NMOS Transmission Gate:
NMOS gate connected to variable Vg & another terminal connected to load CL and another terminal will be connected to input voltage Vin. Output will be taken across load CL.
When Vin = Vdd

• If Vg= 0, then terminal with Vin=Vdd will acts as Drain & another terminal with load CL acts as source. So Vgs = 0 - 0 = 0 NMOS is off and V0 = 0
  
• Vs = Vdd - 0 = Vdd, so NMOS is ON (i.e. Vgs > Vt) and it starts charging load CL towards Vdd. charging will stop, once output reaches Vdd - Vt because voltage Vgs will become Vt at that time.
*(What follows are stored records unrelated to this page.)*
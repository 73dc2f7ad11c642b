// src/export/logic.rs

use crate::errors::AppResult;
use crate::export::fs_utils::ensure_writable;
use crate::export::model::report_to_rows;
use crate::export::{ExportFormat, csv, json, notify_export_success};
use crate::models::category_hours::StatsReport;
use std::path::Path;

pub struct ExportLogic;

impl ExportLogic {
    /// Write a stats report to `file`.
    ///
    /// - `Csv`: one row per category, both groupings, with a `grouping` column
    /// - `Json`: the report as-is
    pub fn export(report: &StatsReport, format: ExportFormat, file: &str, force: bool) -> AppResult<()> {
        let path = Path::new(file);

        ensure_writable(path, force)?;

        match format {
            ExportFormat::Csv => csv::write_csv(path, &report_to_rows(report))?,
            ExportFormat::Json => json::write_json(path, report)?,
        }

        log::info!("exported {} stats to {}", format.as_str(), path.display());
        notify_export_success(&format.as_str().to_uppercase(), path);
        Ok(())
    }
}
pub mod config;
pub mod db;
pub mod export;
pub mod init;
pub mod log;
pub mod shifts;
pub mod stats;
pub mod watch;
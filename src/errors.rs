//! Unified application error type.
//! All modules (db, core, cli, export) return AppError so that the binary
//! has a single place where failures are reported.

use std::io;
use thiserror::Error;

#[derive(Error, Debug)]
pub enum AppError {
    // ---------------------------
    // IO
    // ---------------------------
    #[error("I/O error: {0}")]
    Io(#[from] io::Error),

    // ---------------------------
    // Database-related
    // ---------------------------
    #[error("Database error: {0}")]
    Db(#[from] rusqlite::Error),

    #[error("Database migration error: {0}")]
    Migration(String),

    // ---------------------------
    // Parsing errors
    // ---------------------------
    #[error("Invalid date format: {0}")]
    InvalidDate(String),

    #[error("Invalid timestamp: {0}")]
    InvalidTimestamp(String),

    #[error("Invalid UTC offset: {0}")]
    InvalidOffset(String),

    // ---------------------------
    // Config errors
    // ---------------------------
    #[error("Configuration error: {0}")]
    Config(String),

    #[error("Failed to load configuration")]
    ConfigLoad,

    #[error("Invalid configuration file: {0}")]
    ConfigParse(#[from] serde_yaml::Error),

    // ---------------------------
    // Export errors
    // ---------------------------
    #[error("Export error: {0}")]
    Export(String),

    #[error("JSON error: {0}")]
    Json(#[from] serde_json::Error),

    #[error("CSV error: {0}")]
    Csv(#[from] csv::Error),

    // ---------------------------
    // Generic fallback
    // ---------------------------
    #[error("Internal error: {0}")]
    Other(String),
}

pub type AppResult<T> = Result<T, AppError>;
use serde::Serialize;

/// `log_entries` row. Its id doubles as the live-update sequence number.
#[derive(Debug, Clone, Serialize)]
pub struct LogEntry {
    pub id: i64,
    pub level: String,
    pub message: String,
    pub created_at: String,
}
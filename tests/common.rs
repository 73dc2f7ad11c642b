#![allow(dead_code)]
use assert_cmd::{Command, cargo_bin_cmd};
use rusqlite::Connection;
use std::env;
use std::fs;
use std::path::PathBuf;

pub fn sbd() -> Command {
    let mut home: PathBuf = env::temp_dir();
    home.push("shiftboard_test_home");

    let mut cmd = cargo_bin_cmd!("shiftboard");
    cmd.env("HOME", home)
        .env_remove("SHIFTBOARD_DB")
        .env_remove("RUST_LOG");
    cmd
}

/// Create a unique test DB path inside the system temp dir and remove any existing file
pub fn setup_test_db(name: &str) -> String {
    let mut path: PathBuf = env::temp_dir();
    path.push(format!("{}_shiftboard.sqlite", name));
    let db_path = path.to_string_lossy().to_string();
    fs::remove_file(&db_path).ok();
    db_path
}

/// Create a temporary output file path inside tempdir and ensure it's removed
pub fn temp_out(name: &str, ext: &str) -> String {
    let mut path: PathBuf = env::temp_dir();
    path.push(format!("{}_out.{}", name, ext));
    let p = path.to_string_lossy().to_string();
    fs::remove_file(&p).ok();
    p
}

/// A small festival:
///
/// | shift | type     | span                   | needs       | entries                      |
/// |-------|----------|------------------------|-------------|------------------------------|
/// | 1     | Bar      | 2020-07-18 10:00-12:00 | Heaven × 3  | Heaven: alice, bob           |
/// | 2     | Bar      | 2099-07-18 18:00-19:30 | Heaven × 2  | Heaven: all five users       |
/// | 3     | Build-up | 2099-07-19 08:00-11:00 | Runner × 1  | Runner: carol, Heaven: dave  |
pub const FESTIVAL_SQL: &str = r#"
    INSERT INTO shift_types (id, name, description) VALUES (1, 'Bar', ''), (2, 'Build-up', '');
    INSERT INTO locations (id, name) VALUES (1, 'Main Stage');
    INSERT INTO angel_types (id, name) VALUES (1, 'Heaven'), (2, 'Runner');
    INSERT INTO users (id, name) VALUES
        (1, 'alice'), (2, 'bob'), (3, 'carol'), (4, 'dave'), (5, 'erin');

    INSERT INTO shifts (id, title, description, start, "end", shift_type_id, location_id) VALUES
        (1, 'Bar early',   '', '2020-07-18 10:00:00', '2020-07-18 12:00:00', 1, 1),
        (2, 'Bar late',    '', '2099-07-18 18:00:00', '2099-07-18 19:30:00', 1, 1),
        (3, 'Stage build', '', '2099-07-19 08:00:00', '2099-07-19 11:00:00', 2, 1);

    INSERT INTO needed_angel_types (shift_id, angel_type_id, count) VALUES
        (1, 1, 3), (2, 1, 2), (3, 2, 1);

    INSERT INTO shift_entries (shift_id, angel_type_id, user_id) VALUES
        (1, 1, 1), (1, 1, 2),
        (2, 1, 1), (2, 1, 2), (2, 1, 3), (2, 1, 4), (2, 1, 5),
        (3, 2, 3), (3, 1, 4);
"#;

pub fn seed_conn(conn: &Connection) {
    conn.execute_batch(FESTIVAL_SQL).expect("seed festival");
}

/// Initialize the schema through the CLI and load the festival data set.
pub fn init_db_with_festival(db_path: &str) {
    sbd()
        .args(["--db", db_path, "--test", "init"])
        .assert()
        .success();

    let conn = Connection::open(db_path).expect("open db");
    seed_conn(&conn);
}
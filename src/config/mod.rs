use crate::errors::{AppError, AppResult};
use crate::utils::path::expand_tilde;
use serde::{Deserialize, Serialize};
use std::env;
use std::fs;
use std::io::Write;
use std::path::PathBuf;

/// Environment variable overriding the `database` entry of the config file.
pub const DB_ENV_VAR: &str = "SHIFTBOARD_DB";

/// Every key a complete configuration file carries.
pub const CONFIG_KEYS: [&str; 5] = [
    "database",
    "event_utc_offset",
    "refresh_interval_secs",
    "log_level",
    "progress_width",
];

#[derive(Debug, Clone, Serialize, Deserialize)]
pub struct Config {
    pub database: String,
    /// UTC offset of the event venue, e.g. "+02:00". Shift timestamps are
    /// stored in this local time.
    #[serde(default = "default_event_utc_offset")]
    pub event_utc_offset: String,
    #[serde(default = "default_refresh_interval")]
    pub refresh_interval_secs: u64,
    #[serde(default = "default_log_level")]
    pub log_level: String,
    #[serde(default = "default_progress_width")]
    pub progress_width: usize,
}

fn default_event_utc_offset() -> String {
    "+00:00".to_string()
}
fn default_refresh_interval() -> u64 {
    5
}
fn default_log_level() -> String {
    "warn".to_string()
}
fn default_progress_width() -> usize {
    20
}

impl Default for Config {
    fn default() -> Self {
        Self {
            database: Self::database_file().to_string_lossy().to_string(),
            event_utc_offset: default_event_utc_offset(),
            refresh_interval_secs: default_refresh_interval(),
            log_level: default_log_level(),
            progress_width: default_progress_width(),
        }
    }
}

impl Config {
    /// Return the standard configuration directory depending on the platform
    pub fn config_dir() -> PathBuf {
        if cfg!(target_os = "windows") {
            let appdata = env::var("APPDATA").unwrap_or_else(|_| ".".to_string());
            PathBuf::from(appdata).join("shiftboard")
        } else {
            dirs::home_dir()
                .unwrap_or_else(|| PathBuf::from("."))
                .join(".shiftboard")
        }
    }

    /// Return the full path of the config file
    pub fn config_file() -> PathBuf {
        Self::config_dir().join("shiftboard.conf")
    }

    /// Return the full path of the default SQLite database
    pub fn database_file() -> PathBuf {
        Self::config_dir().join("shiftboard.sqlite")
    }

    /// Load configuration from file, or return defaults if not found.
    /// `SHIFTBOARD_DB` takes precedence over the file's `database` entry.
    pub fn load() -> AppResult<Self> {
        let path = Self::config_file();

        let mut cfg = if path.exists() {
            let content = fs::read_to_string(&path).map_err(|_| AppError::ConfigLoad)?;
            Self::from_yaml(&content)?
        } else {
            Config::default()
        };

        if let Ok(db) = env::var(DB_ENV_VAR)
            && !db.trim().is_empty()
        {
            cfg.database = db;
        }

        cfg.database = expand_tilde(&cfg.database).to_string_lossy().to_string();
        Ok(cfg)
    }

    pub fn from_yaml(content: &str) -> AppResult<Self> {
        Ok(serde_yaml::from_str(content)?)
    }

    /// Keys from [`CONFIG_KEYS`] that the given YAML document does not set.
    pub fn missing_keys(content: &str) -> AppResult<Vec<&'static str>> {
        let value: serde_yaml::Value = serde_yaml::from_str(content)?;
        let map = value
            .as_mapping()
            .ok_or_else(|| AppError::Config("configuration is not a YAML mapping".into()))?;

        Ok(CONFIG_KEYS
            .iter()
            .copied()
            .filter(|k| !map.contains_key(*k))
            .collect())
    }

    /// Initialize the configuration file and return the database path to use.
    /// In test mode the config file is left untouched.
    pub fn init_all(custom_db: Option<&str>, is_test: bool) -> AppResult<String> {
        let dir = Self::config_dir();

        let db_path = match custom_db {
            Some(name) => {
                let p = expand_tilde(name);
                if p.is_absolute() { p } else { dir.join(p) }
            }
            None => Self::database_file(),
        };

        if !is_test {
            fs::create_dir_all(&dir)?;

            let config = Config {
                database: db_path.to_string_lossy().to_string(),
                ..Config::default()
            };

            let yaml = serde_yaml::to_string(&config)?;
            let mut file = fs::File::create(Self::config_file())?;
            file.write_all(yaml.as_bytes())?;
        }

        Ok(db_path.to_string_lossy().to_string())
    }
}
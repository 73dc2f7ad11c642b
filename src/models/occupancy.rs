use super::shift::Shift;
use serde::Serialize;

/// Occupancy of one angel type within a shift, as shown on a shift card.
#[derive(Debug, Clone, Serialize)]
pub struct SlotOccupancy {
    pub angel_type_id: i64,
    pub angel_type_name: String,
    pub needs: i64,
    pub count: i64,
    pub users: Vec<String>,
}

impl SlotOccupancy {
    pub fn is_full(&self) -> bool {
        self.count >= self.needs
    }
}

#[derive(Debug, Clone, Serialize)]
pub struct ShiftOccupancy {
    pub shift: Shift,
    pub duration_hours: f64,
    pub slots: Vec<SlotOccupancy>,
}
  • So for Vin = Vdd, output will be Vdd - Vt, which was attenuated by Vt.
    
  • This implies that output voltage never will be equal to VDD rather it will be lower by Vt
    
  • This is one of the disadvantages of an NMOS transmission gate when Vin=Vdd.
  
  When Vin = 0:
  
  
  • The terminal with Vin=0 acts as source S & another terminal with load CL acts as drain D.
    
  • If Vg = Vdd, then Vgs = Vdd - 0 = Vdd, so NMOS is ON (as Vgs > Vt ) and hence voltage across load CL will starts discharge through NMOS & source S.
    
  • So output V0 = 0 when Vin = 0.
    
  • This implies that the NMOS transistor provide a “good” logic 0 when Vin= 0
    
  That’s why we will not use NMOS as transmission gate as it is producing output value of Vdd-Vt when Vin= Vdd
  
  CMOS Transmission gate:
  
  • A CMOS transmission gate can be constructed by parallel combination of NMOS and PMOS transistors, with complementary gate signals.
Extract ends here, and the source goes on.